Survivors had until 1 March 2018 to submit a file to claim compensation of 20,000 Swiss francs (€7,400 according to the exchange rate at the time). Several members of the Yenish community, including writers Mariella Mehr and Peter Paul Moser, both now deceased, have expressed regret that there has never been a trial of the leaders of Pro Juventute.
The group’s last director, the nun Clara Reust, an open racist as evidenced by her correspondence, was never investigated.
“There is no statute of limitations on cultural genocide. The question of a trial remains open,” says Wottreng in a reference to the 1948 UN Genocide Convention, which lists children forcibly transferred from one group to another group under its criteria for defining genocide. Switzerland didn’t ratify the convention until 1999.
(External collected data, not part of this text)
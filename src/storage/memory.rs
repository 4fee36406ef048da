//! In-memory collaborators

use crate::error::Result;
use crate::learning::checkpoint::{sort_by_recency, Checkpoint, CheckpointStore};
use crate::storage::{LearningLog, LearningRecord, PersonaStore, ResponseLookup};
use crate::types::PersonaVector;
use async_trait::async_trait;
use std::collections::HashMap;
use tokio::sync::RwLock;

/// Persona held in process memory
#[derive(Debug, Default)]
pub struct InMemoryPersonaStore {
    persona: RwLock<PersonaVector>,
}

impl InMemoryPersonaStore {
    pub fn new(persona: PersonaVector) -> Self {
        Self {
            persona: RwLock::new(persona),
        }
    }
}

#[async_trait]
impl PersonaStore for InMemoryPersonaStore {
    async fn get_persona(&self) -> Result<PersonaVector> {
        Ok(self.persona.read().await.clone())
    }

    async fn update_persona(&self, persona: &PersonaVector) -> Result<()> {
        *self.persona.write().await = persona.clone();
        Ok(())
    }
}

/// Response texts keyed by id
#[derive(Debug, Default)]
pub struct InMemoryResponses {
    responses: RwLock<HashMap<String, String>>,
}

impl InMemoryResponses {
    pub fn new() -> Self {
        Self::default()
    }

    pub async fn insert(&self, response_id: impl Into<String>, text: impl Into<String>) {
        self.responses
            .write()
            .await
            .insert(response_id.into(), text.into());
    }

    pub async fn remove(&self, response_id: &str) -> Option<String> {
        self.responses.write().await.remove(response_id)
    }

    pub async fn len(&self) -> usize {
        self.responses.read().await.len()
    }
}

#[async_trait]
impl ResponseLookup for InMemoryResponses {
    async fn find_response(&self, response_id: &str) -> Result<Option<String>> {
        Ok(self.responses.read().await.get(response_id).cloned())
    }
}

#[derive(Debug, Default)]
pub struct InMemoryLearningLog {
    records: RwLock<Vec<LearningRecord>>,
}

impl InMemoryLearningLog {
    pub fn new() -> Self {
        Self::default()
    }

    pub async fn records(&self) -> Vec<LearningRecord> {
        self.records.read().await.clone()
    }
}

#[async_trait]
impl LearningLog for InMemoryLearningLog {
    async fn record(&self, record: &LearningRecord) -> Result<()> {
        self.records.write().await.push(record.clone());
        Ok(())
    }
}

#[derive(Debug, Default)]
pub struct InMemoryCheckpointStore {
    checkpoints: RwLock<Vec<Checkpoint>>,
}

impl InMemoryCheckpointStore {
    pub fn new() -> Self {
        Self::default()
    }
}

#[async_trait]
impl CheckpointStore for InMemoryCheckpointStore {
    async fn put(&self, checkpoint: &Checkpoint) -> Result<()> {
        self.checkpoints.write().await.push(checkpoint.clone());
        Ok(())
    }

    async fn latest(&self) -> Result<Option<Checkpoint>> {
        Ok(self
            .checkpoints
            .read()
            .await
            .iter()
            .max_by(|a, b| a.recency_cmp(b))
            .cloned())
    }

    async fn list(&self) -> Result<Vec<Checkpoint>> {
        let mut all = self.checkpoints.read().await.clone();
        sort_by_recency(&mut all);
        Ok(all)
    }

    async fn prune(&self, keep: usize) -> Result<usize> {
        let mut checkpoints = self.checkpoints.write().await;
        sort_by_recency(&mut checkpoints);
        let excess = checkpoints.len().saturating_sub(keep);
        checkpoints.drain(..excess);
        Ok(excess)
    }
}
According to official figures from the Swiss Confederation, around 30,000 Yenish currently live in Switzerland, the vast majority of whom have settled. The Future for the Swiss Travelling Community foundation estimates that 5,000 people still live a nomadic lifestyle. Those who have remained on the road are fighting for official parking areas for their caravans, the other major struggle of the Radgenossenschaft der Landstrasse.
In a May 2022 report, the foundation describes a serious lack of pitch and parking provisions, which makes it difficult for the Yenish to “lead a traditional yet protected way of life”. Wottreng remains optimistic: “Despite what Pro Juventute wanted, the crimes suffered by the Yenish people have made them more aware of their identity and more protective of it”.
This article has been translated from French.